Fig. 6. Active pocket proteins are required for cell cycle exit in G₂ after genotoxic stress. (A) Western blot analysis of protein extracts prepared from exponentially growing wild-type (WT) and E6- and E7-expressing normal human fibroblasts (NHFs) that were untreated (Ct) or exposed to ICRF-193 (Ic) and bleomycin (Bl) for 24 h. Note the persistent high levels of cyclin A in drug-treated E6 and E7 cells. (B) Histone H1 kinase activity and western blot (WB) analysis of cyclin B1 and cyclin A immunoprecipitates (IPs) isolated from synchronized untreated, ICRF-193- and bleomycin-treated E7 fibroblasts. Untreated cells were harvested in S, G₂ and M phases. Nocodazole was added to both control and treated cells to ‘trap’ mitotic cells. Autoradiographs show both histone H1 and autophosphorylated cyclins. To accentuate the increase cyclin A-associated kinase activity in mitosis, both short and long (*H1) autoradiograph exposure are shown. The same immunoblots were analysed for the presence of cyclins (A and B1) and Cdk. Numbered arrows point to the different Cdk1 phospho- isoforms. (C) Kinase activity and WB analysis of cyclin B1 IPs isolated from untreated (Ct), ICRF-193- and bleomycin-treated (6 h) asynchronously growing WT and E7 cells. Numbered arrows point to the hyperphosphorylated (3) and hypophosphorylated (1) cyclin B1-associated Cdk1 isoforms. Note that the latter isoform does not appear to be phosphorylated at T161 in G₂-arrested cells. (D) Prolonged exposure to ICRF-193 and bleomycin provokes cell death in spite of efficient G₂ arrest. The micrographs (extracted from a video-microscopy sequence) show control and ICRF-193- and bleomycin-treated cultures after 48 h.

Fig. 7. Role of p21 in directing cell cycle exit after DNA damage in G₂. In response to DNA damage (bleomycin) and the inhibition of topoisomerase II (ICRF-193), ATM and ATR kinases, respectively, are activated (Deming et al., 2001).
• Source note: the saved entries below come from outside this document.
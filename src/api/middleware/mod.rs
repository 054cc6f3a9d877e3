//! Request middleware.

pub mod auth;
pub mod rate_limit;
pub mod tracing;
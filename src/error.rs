//! Application error taxonomy and HTTP response mapping.

use axum::{
    Json,
    http::StatusCode,
    response::{IntoResponse, Response},
};
use serde::Serialize;
use serde_json::{Value, json};

#[derive(Serialize)]
struct ErrorBody {
    error: ErrorInfo,
}

/// Machine-readable error payload embedded in every error response.
#[derive(Debug, Clone, Serialize)]
pub struct ErrorInfo {
    pub code: &'static str,
    pub message: String,
    pub details: Value,
}

/// Application-level error with a distinguishable kind per failure class.
///
/// Validation and not-found conditions are client-visible and never
/// collapsed into a generic catch-all; internal errors hide their cause
/// behind a stable message.
#[derive(Debug)]
pub enum AppError {
    Validation { message: String, details: Value },
    NotFound { message: String, details: Value },
    Conflict { message: String, details: Value },
    Unauthorized { message: String, details: Value },
    Internal { message: String, details: Value },
}

impl AppError {
    pub fn bad_request(message: impl Into<String>, details: Value) -> Self {
        Self::Validation {
            message: message.into(),
            details,
        }
    }

    pub fn not_found(message: impl Into<String>, details: Value) -> Self {
        Self::NotFound {
            message: message.into(),
            details,
        }
    }

    pub fn conflict(message: impl Into<String>, details: Value) -> Self {
        Self::Conflict {
            message: message.into(),
            details,
        }
    }

    pub fn unauthorized(message: impl Into<String>, details: Value) -> Self {
        Self::Unauthorized {
            message: message.into(),
            details,
        }
    }

    pub fn internal(message: impl Into<String>, details: Value) -> Self {
        Self::Internal {
            message: message.into(),
            details,
        }
    }

    fn parts(self) -> (StatusCode, &'static str, String, Value) {
        match self {
            AppError::Validation { message, details } => (
                StatusCode::BAD_REQUEST,
                "validation_error",
                message,
                details,
            ),
            AppError::NotFound { message, details } => {
                (StatusCode::NOT_FOUND, "not_found", message, details)
            }
            AppError::Conflict { message, details } => {
                (StatusCode::CONFLICT, "conflict", message, details)
            }
            AppError::Unauthorized { message, details } => {
                (StatusCode::UNAUTHORIZED, "unauthorized", message, details)
            }
            AppError::Internal { message, details } => (
                StatusCode::INTERNAL_SERVER_ERROR,
                "internal_error",
                message,
                details,
            ),
        }
    }
}

impl std::fmt::Display for AppError {
    fn fmt(&self, f: &mut std::fmt::Formatter<'_>) -> std::fmt::Result {
        let message = match self {
            AppError::Validation { message, .. }
            | AppError::NotFound { message, .. }
            | AppError::Conflict { message, .. }
            | AppError::Unauthorized { message, .. }
            | AppError::Internal { message, .. } => message,
        };
        write!(f, "{message}")
    }
}

impl std::error::Error for AppError {}

impl IntoResponse for AppError {
    fn into_response(self) -> Response {
        let (status, code, message, details) = self.parts();

        let body = ErrorBody {
            error: ErrorInfo {
                code,
                message,
                details,
            },
        };

        (status, Json(body)).into_response()
    }
}

impl From<sqlx::Error> for AppError {
    fn from(e: sqlx::Error) -> Self {
        if let Some(db) = e.as_database_error() {
            if db.is_unique_violation() {
                return AppError::conflict(
                    "Unique constraint violation",
                    json!({ "constraint": db.constraint() }),
                );
            }
        }

        tracing::error!("database error: {e}");
        AppError::internal("Database error", json!({}))
    }
}

impl From<validator::ValidationErrors> for AppError {
    fn from(e: validator::ValidationErrors) -> Self {
        AppError::bad_request(
            "Request validation failed",
            serde_json::to_value(&e).unwrap_or_else(|_| json!({})),
        )
    }
}
//! HTTP request handlers.

mod favorites;
mod health;
mod redirect;
mod shopping_cart;
mod short_links;
mod subscriptions;

pub use favorites::{add_favorite_handler, remove_favorite_handler};
pub use health::health_handler;
pub use redirect::redirect_handler;
pub use shopping_cart::{
    add_to_cart_handler, download_shopping_cart_handler, remove_from_cart_handler,
};
pub use short_links::get_link_handler;
pub use subscriptions::{subscribe_handler, subscriptions_list_handler, unsubscribe_handler};
//! PostgreSQL implementation of the shopping cart.
//!
//! Implements both the collection trait (add/remove entries) and the
//! shopping-list trait (grouped-sum aggregation over the cart).

use async_trait::async_trait;
use sqlx::PgPool;
use std::sync::Arc;

use crate::domain::entities::ShoppingListItem;
use crate::domain::repositories::{RecipeCollectionRepository, ShoppingListRepository};
use crate::error::AppError;

#[derive(sqlx::FromRow)]
struct ShoppingListRow {
    name: String,
    measurement_unit: String,
    total_amount: i64,
}

pub struct PgCartRepository {
    pool: Arc<PgPool>,
}

impl PgCartRepository {
    pub fn new(pool: Arc<PgPool>) -> Self {
        Self { pool }
    }
}

#[async_trait]
impl RecipeCollectionRepository for PgCartRepository {
    async fn add(&self, user_id: i64, recipe_id: i64) -> Result<bool, AppError> {
        let result = sqlx::query(
            r#"
            INSERT INTO cart_entries (user_id, recipe_id)
            VALUES ($1, $2)
            ON CONFLICT DO NOTHING
            "#,
        )
        .bind(user_id)
        .bind(recipe_id)
        .execute(self.pool.as_ref())
        .await?;

        Ok(result.rows_affected() == 1)
    }

    async fn remove(&self, user_id: i64, recipe_id: i64) -> Result<bool, AppError> {
        let result = sqlx::query(
            r#"
            DELETE FROM cart_entries
            WHERE user_id = $1 AND recipe_id = $2
            "#,
        )
        .bind(user_id)
        .bind(recipe_id)
        .execute(self.pool.as_ref())
        .await?;

        Ok(result.rows_affected() == 1)
    }
}

#[async_trait]
impl ShoppingListRepository for PgCartRepository {
    async fn has_entries(&self, user_id: i64) -> Result<bool, AppError> {
        let exists = sqlx::query_scalar::<_, bool>(
            "SELECT EXISTS (SELECT 1 FROM cart_entries WHERE user_id = $1)",
        )
        .bind(user_id)
        .fetch_one(self.pool.as_ref())
        .await?;

        Ok(exists)
    }

    async fn aggregate_ingredients(
        &self,
        user_id: i64,
    ) -> Result<Vec<ShoppingListItem>, AppError> {
        // Ascending by summed amount, name as tie-break: deterministic
        // for a fixed cart.
        let rows = sqlx::query_as::<_, ShoppingListRow>(
            r#"
            SELECT i.name, i.measurement_unit, SUM(ri.amount)::BIGINT AS total_amount
            FROM cart_entries c
            JOIN recipe_ingredients ri ON ri.recipe_id = c.recipe_id
            JOIN ingredients i ON i.id = ri.ingredient_id
            WHERE c.user_id = $1
            GROUP BY i.name, i.measurement_unit
            ORDER BY total_amount, i.name
            "#,
        )
        .bind(user_id)
        .fetch_all(self.pool.as_ref())
        .await?;

        Ok(rows
            .into_iter()
            .map(|row| ShoppingListItem::new(row.name, row.measurement_unit, row.total_amount))
            .collect())
    }
}
//! Application services.

mod auth_service;
mod collection_service;
mod shopping_list_service;
mod short_link_service;
mod subscription_service;

pub use auth_service::AuthService;
pub use collection_service::CollectionService;
pub use shopping_list_service::{ShoppingListService, render_document};
pub use short_link_service::ShortLinkService;
pub use subscription_service::SubscriptionService;
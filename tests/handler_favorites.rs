mod common;

use axum::{Extension, Router, routing::post};
use axum_test::TestServer;
use recipegram::api::handlers::{add_favorite_handler, remove_favorite_handler};
use recipegram::domain::entities::CurrentUser;
use sqlx::PgPool;

fn app(pool: PgPool, user_id: i64) -> Router {
    Router::new()
        .route(
            "/api/recipes/{id}/favorite",
            post(add_favorite_handler).delete(remove_favorite_handler),
        )
        .layer(Extension(CurrentUser { id: user_id }))
        .with_state(common::create_test_state(pool))
}

#[sqlx::test]
async fn test_add_favorite_success(pool: PgPool) {
    let user_id = common::create_test_user(&pool, "cook@recipegram.test", "cook").await;
    let recipe_id = common::create_test_recipe(&pool, user_id, "Borscht").await;

    let server = TestServer::new(app(pool.clone(), user_id)).unwrap();

    let response = server.post(&format!("/api/recipes/{recipe_id}/favorite")).await;

    assert_eq!(response.status_code(), 201);
    assert_eq!(response.json::<serde_json::Value>()["name"], "Borscht");

    let count = sqlx::query_scalar::<_, i64>("SELECT COUNT(*) FROM favorites")
        .fetch_one(&pool)
        .await
        .unwrap();
    assert_eq!(count, 1);
}

#[sqlx::test]
async fn test_add_favorite_twice_is_rejected(pool: PgPool) {
    let user_id = common::create_test_user(&pool, "cook@recipegram.test", "cook").await;
    let recipe_id = common::create_test_recipe(&pool, user_id, "Borscht").await;

    let server = TestServer::new(app(pool, user_id)).unwrap();

    server
        .post(&format!("/api/recipes/{recipe_id}/favorite"))
        .await
        .assert_status(axum::http::StatusCode::CREATED);

    let response = server.post(&format!("/api/recipes/{recipe_id}/favorite")).await;

    response.assert_status_bad_request();
}

#[sqlx::test]
async fn test_favorites_and_cart_are_independent(pool: PgPool) {
    let user_id = common::create_test_user(&pool, "cook@recipegram.test", "cook").await;
    let recipe_id = common::create_test_recipe(&pool, user_id, "Borscht").await;
    common::add_to_cart(&pool, user_id, recipe_id).await;

    let server = TestServer::new(app(pool, user_id)).unwrap();

    // Already in the cart, still addable to favorites.
    let response = server.post(&format!("/api/recipes/{recipe_id}/favorite")).await;

    assert_eq!(response.status_code(), 201);
}

#[sqlx::test]
async fn test_remove_favorite(pool: PgPool) {
    let user_id = common::create_test_user(&pool, "cook@recipegram.test", "cook").await;
    let recipe_id = common::create_test_recipe(&pool, user_id, "Borscht").await;

    let server = TestServer::new(app(pool, user_id)).unwrap();

    server
        .post(&format!("/api/recipes/{recipe_id}/favorite"))
        .await
        .assert_status(axum::http::StatusCode::CREATED);

    let response = server.delete(&format!("/api/recipes/{recipe_id}/favorite")).await;

    assert_eq!(response.status_code(), 204);
}

#[sqlx::test]
async fn test_remove_absent_favorite_is_rejected(pool: PgPool) {
    let user_id = common::create_test_user(&pool, "cook@recipegram.test", "cook").await;
    let recipe_id = common::create_test_recipe(&pool, user_id, "Borscht").await;

    let server = TestServer::new(app(pool, user_id)).unwrap();

    let response = server.delete(&format!("/api/recipes/{recipe_id}/favorite")).await;

    response.assert_status_bad_request();
}
//! Random token generation for short links.

use rand::Rng;

/// Alphabet the short-link tokens are drawn from.
pub const TOKEN_ALPHABET: &[u8] =
    b"ABCDEFGHIJKLMNOPQRSTUVWXYZabcdefghijklmnopqrstuvwxyz0123456789";

/// Draws a random token of `length` characters from [`TOKEN_ALPHABET`].
///
/// Pure with respect to the supplied random source: a seeded RNG yields a
/// deterministic token, which is what the tests rely on. Callers in the
/// service layer pass [`rand::rng`].
pub fn generate_token<R: Rng + ?Sized>(rng: &mut R, length: usize) -> String {
    (0..length)
        .map(|_| {
            let idx = rng.random_range(0..TOKEN_ALPHABET.len());
            TOKEN_ALPHABET[idx] as char
        })
        .collect()
}
mod common;

use axum::{Router, routing::get};
use axum_test::TestServer;
use recipegram::api::handlers::{get_link_handler, redirect_handler};
use sqlx::PgPool;

fn app(pool: PgPool) -> Router {
    Router::new()
        .route("/sl/{token}", get(redirect_handler))
        .route("/api/recipes/{id}/get-link", get(get_link_handler))
        .with_state(common::create_test_state(pool))
}

#[sqlx::test]
async fn test_redirect_success(pool: PgPool) {
    let server = TestServer::new(app(pool.clone())).unwrap();

    common::create_test_short_link(
        &pool,
        "https://recipegram.test/recipes/9",
        "https://recipegram.test/sl/abcd1234",
    )
    .await;

    let response = server.get("/sl/abcd1234").await;

    assert_eq!(response.status_code(), 307);

    let location = response.header("location");
    assert_eq!(location, "https://recipegram.test/recipes/9");
}

#[sqlx::test]
async fn test_redirect_round_trip(pool: PgPool) {
    let server = TestServer::new(app(pool)).unwrap();

    let created = server.get("/api/recipes/42/get-link").await;
    let short_link = created.json::<serde_json::Value>()["short-link"]
        .as_str()
        .unwrap()
        .to_string();
    let token = short_link.rsplit('/').next().unwrap().to_string();

    let response = server.get(&format!("/sl/{token}")).await;

    assert_eq!(response.status_code(), 307);
    assert_eq!(
        response.header("location"),
        "https://recipegram.test/recipes/42"
    );
}

#[sqlx::test]
async fn test_redirect_unknown_token_is_not_found(pool: PgPool) {
    let server = TestServer::new(app(pool)).unwrap();

    let response = server.get("/sl/missing0").await;

    response.assert_status_not_found();

    let json = response.json::<serde_json::Value>();
    assert_eq!(json["error"]["code"], "not_found");
}

#[sqlx::test]
async fn test_redirect_malformed_token_is_rejected(pool: PgPool) {
    let server = TestServer::new(app(pool)).unwrap();

    let response = server.get("/sl/ab_cd!12").await;

    response.assert_status_bad_request();

    let json = response.json::<serde_json::Value>();
    assert_eq!(json["error"]["code"], "validation_error");
}

#[sqlx::test]
async fn test_redirect_inactive_link_is_not_found(pool: PgPool) {
    let server = TestServer::new(app(pool.clone())).unwrap();

    common::create_test_short_link(
        &pool,
        "https://recipegram.test/recipes/9",
        "https://recipegram.test/sl/disabled",
    )
    .await;
    sqlx::query("UPDATE short_links SET is_active = FALSE WHERE short_url = $1")
        .bind("https://recipegram.test/sl/disabled")
        .execute(&pool)
        .await
        .unwrap();

    let response = server.get("/sl/disabled").await;

    response.assert_status_not_found();
}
In E6 cells, the inactivation of Cdc25 via the ATR pathway by ICRF-193 is less efficient. Cell cycle arrest is accomplished by a network of enzymes that block activation of the mitotic kinases cyclin A–Cdk1 and cyclin B1–Cdk1. The question mark refers to the fact that the role of p21 in inactivating cyclin B1–Cdk1 complexes is less well established. In addition to blocking activation of mitotic kinases, p21 also inactivates Cdks involved in the hyperphosphorylation of pocket proteins (PP) of the retinoblastoma family (pRb, p107 and p130) leading to the accumulation of hypophosphorylated (active) pocket proteins. The resulting sequestration of transcription factors of the E2F family would block transcription of a number of genes involved in G₂/M progression (Taylor et al., 2001; Ren et al., 2002), thereby driving cell cycle exit in G₂. In mouse fibroblasts and tumour-derived cell lines, the exit is accomplished only after mitosis but before cytokinesis, giving rise to tetraploid cells (2G1 exit; cf. Borel et al., 2002). The model also shows that, in the case of ICRF-193-induced G₂ arrest, the inactivation of Cdc25 pathways is less efficient than that provoked by double-strand DNA breaks (bleomycin).